Results Minard s march: (top) latitude, longitude, number of troops, direction, branch, city name (bottom) latitude, temperature, date Building an electoral victory: state, number of electoral college votes, winner, margin of victory

Construction How many layers are on the plot? What data does each layer display? What sort of geometric object does it use? How are variables mapped to aesthetics?

Your turn Answer the following questions for Napoleon's march and Flight delays : How many layers are on the plot? What data does the layer display? How does it display it?

Results Napoleon s march: (top) (1) path plot with width mapped to number of troops, colour to direction, separate group for each branch (2) labels giving city names (bottom) (1) line plot with longitude on x-axis and temperature on y-axis (2) text labels giving dates Flight delays: (1) white circles showing 100% cancellation, (2) outline of states, (3) points with size proportional to percent cancellations at each airport.

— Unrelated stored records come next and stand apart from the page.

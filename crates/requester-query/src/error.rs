// SPDX-License-Identifier: Apache-2.0

use thiserror::Error;

/// Errors raised while building query trees.
#[derive(Debug, Clone, PartialEq, Eq, Error)]
pub enum QueryError {
    #[error("empty segment in field path `{path}`")]
    EmptySegment { path: String },
}

pub type QueryResult<T> = Result<T, QueryError>;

Can the explain composition of a graphic in words, but how do we create it?

If any number of magnitudes are each the same multiple of the same number of other magnitudes, then the sum is that multiple of the sum. Euclid, ~300 BC

If any number of magnitudes are each the same multiple of the same number of other magnitudes, then the sum is that multiple of the sum. Euclid, ~300 BC m(σx) = Σ(mx)

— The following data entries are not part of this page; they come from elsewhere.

// SPDX-License-Identifier: Apache-2.0

//! Lightweight in-process dispatch metrics.

use std::sync::atomic::{AtomicU64, Ordering};
use std::sync::OnceLock;

use serde::Serialize;

#[derive(Default)]
struct DispatchMetrics {
    partitions: AtomicU64,
    workers: AtomicU64,
    worker_failures: AtomicU64,
    routing_failures: AtomicU64,
    memo_hits: AtomicU64,
    duration_total_ms: AtomicU64,
    duration_max_ms: AtomicU64,
}

static DISPATCH_METRICS: OnceLock<DispatchMetrics> = OnceLock::new();

fn metrics() -> &'static DispatchMetrics {
    DISPATCH_METRICS.get_or_init(DispatchMetrics::default)
}

/// One barrier joined: `partitions` tops over `workers` driver tasks.
pub fn record_dispatch(partitions: usize, workers: usize, failures: usize, duration_ms: f64) {
    let duration_ms = duration_ms.max(0.0) as u64;
    let metrics = metrics();
    metrics
        .partitions
        .fetch_add(partitions as u64, Ordering::Relaxed);
    metrics.workers.fetch_add(workers as u64, Ordering::Relaxed);
    metrics
        .worker_failures
        .fetch_add(failures as u64, Ordering::Relaxed);
    metrics
        .duration_total_ms
        .fetch_add(duration_ms, Ordering::Relaxed);
    metrics
        .duration_max_ms
        .fetch_max(duration_ms, Ordering::Relaxed);
}

pub fn record_routing_failure() {
    metrics().routing_failures.fetch_add(1, Ordering::Relaxed);
}

pub fn record_memo_hit() {
    metrics().memo_hits.fetch_add(1, Ordering::Relaxed);
}

#[derive(Debug, Clone, Serialize)]
pub struct DispatchMetricsSnapshot {
    pub partitions: u64,
    pub workers: u64,
    pub worker_failures: u64,
    pub routing_failures: u64,
    pub memo_hits: u64,
    pub avg_ms: Option<f64>,
    pub max_ms: Option<u64>,
}

pub fn snapshot() -> DispatchMetricsSnapshot {
    let metrics = metrics();
    let partitions = metrics.partitions.load(Ordering::Relaxed);
    let duration_total = metrics.duration_total_ms.load(Ordering::Relaxed);
    let max_ms = metrics.duration_max_ms.load(Ordering::Relaxed);

    let avg_ms = if partitions > 0 {
        Some(duration_total as f64 / partitions as f64)
    } else {
        None
    };

    DispatchMetricsSnapshot {
        partitions,
        workers: metrics.workers.load(Ordering::Relaxed),
        worker_failures: metrics.worker_failures.load(Ordering::Relaxed),
        routing_failures: metrics.routing_failures.load(Ordering::Relaxed),
        memo_hits: metrics.memo_hits.load(Ordering::Relaxed),
        avg_ms,
        max_ms: if max_ms > 0 { Some(max_ms) } else { None },
    }
}

#[cfg(test)]
mod tests {
    use super::*;

    #[test]
    fn test_metrics_flow() {
        // Other tests dispatch concurrently, compare deltas only.
        let initial = snapshot();

        record_dispatch(2, 3, 1, 10.0);
        let s1 = snapshot();
        assert!(s1.partitions >= initial.partitions + 2);
        assert!(s1.workers >= initial.workers + 3);
        assert!(s1.worker_failures >= initial.worker_failures + 1);

        record_routing_failure();
        record_memo_hit();
        let s2 = snapshot();
        assert!(s2.routing_failures >= initial.routing_failures + 1);
        assert!(s2.memo_hits >= initial.memo_hits + 1);

        record_dispatch(1, 1, 0, 99999.0);
        assert!(snapshot().max_ms.unwrap() >= 99999);
    }
}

The grammar of graphics An abstraction which makes it easier to create, understand and communicate graphics. Developed by Leland Wilkinson, particularly in The Grammar of Graphics 1999/2005 ggplot2 adapts for use within R and builds to create A Layered Grammar of Graphics (in press, Journal of Computational and Graphical Statistics).

What is a layer? Data Mappings from variables to aesthetics (aes) A geometric object (geom) A statistical transformation (stat) A position adjustment (position)

layer(geom, stat, position, data, mapping,...) layer( data = mpg, mapping = aes(x = displ, y = hwy), geom = "point", stat = "identity", position = "identity" ) layer( data = diamonds, mapping = aes(x = carat), geom = "bar", stat = "bin", position = "stack" )

# A lot of typing! layer( data = mpg, mapping = aes(x = displ, y = hwy), geom = "point", stat = "identity", position = "identity" ) # Every geom has an associated default statistic # (and vice versa), and position adjustment. geom_point(aes(displ, hwy), data = mpg) geom_histogram(aes(displ), data = mpg)

# To actually create the plot ggplot() + geom_point(aes(displ, hwy), data = mpg) ggplot() + geom_histogram(aes(carat), data = diamonds)

# Multiple layers ggplot() + geom_point(aes(displ, hwy), data = mpg) + geom_smooth(aes(displ, hwy), data = mpg) # Avoid redundancy: ggplot(mpg, aes(displ, hwy)) + geom_point() + geom_smooth()

# Different layers can have different aesthetics ggplot(mpg, aes(displ, hwy)) + geom_point(aes(colour = class)) + geom_smooth() ggplot(mpg, aes(displ, hwy)) + geom_point(aes(colour = class)) + geom_smooth(aes(group = class), method = "lm", se = F)

Your turn Perform the same process for the flight delays data, and try and come up with the ggplot2 code that would create it.

usa <- map_data("state") ggplot(feb13, aes(long, lat)) + geom_point(aes(size = 1), colour = "white") + geom_polygon(aes(group = group), data = usa, colour = "grey70", fill = NA) + geom_point(aes(size = ncancelw / ntot), colour = alpha("black", 1/2)) last_plot() + scale_area("% cancelled", to = c(1, 8), breaks = seq(0, 1, by = 0.2), limits = c(0, 1)) scale_x_continuous("", limits = c(-125, -67)), scale_y_continuous("", limits = c(24, 50))

Back to Minard

troops <- read.csv("minard-troops.csv") cities <- read.csv("minard-cities.csv") ggplot(cities, aes(long, lat)) + geom_path(aes(size = survivors, colour = direction, group = interaction(group, direction)), data = troops) + geom_text(aes(label = city), hjust = 0, vjust = 1, size = 4) # Polish appearance last_plot() + scale_x_continuous("", limits = c(24, 39)) + scale_y_continuous("") + scale_colour_manual(values = c("grey50","red")) + scale_size(to = c(1, 10))

Other components Scales. Used to override default perceptual mappings. Mainly useful for polishing plot for communication. Coordinate system. Rarely useful, but when needed are critical. Facetting. Have seen in use already. Only other feature of importance is interaction with scales. Themes: control presentation of non-data elements.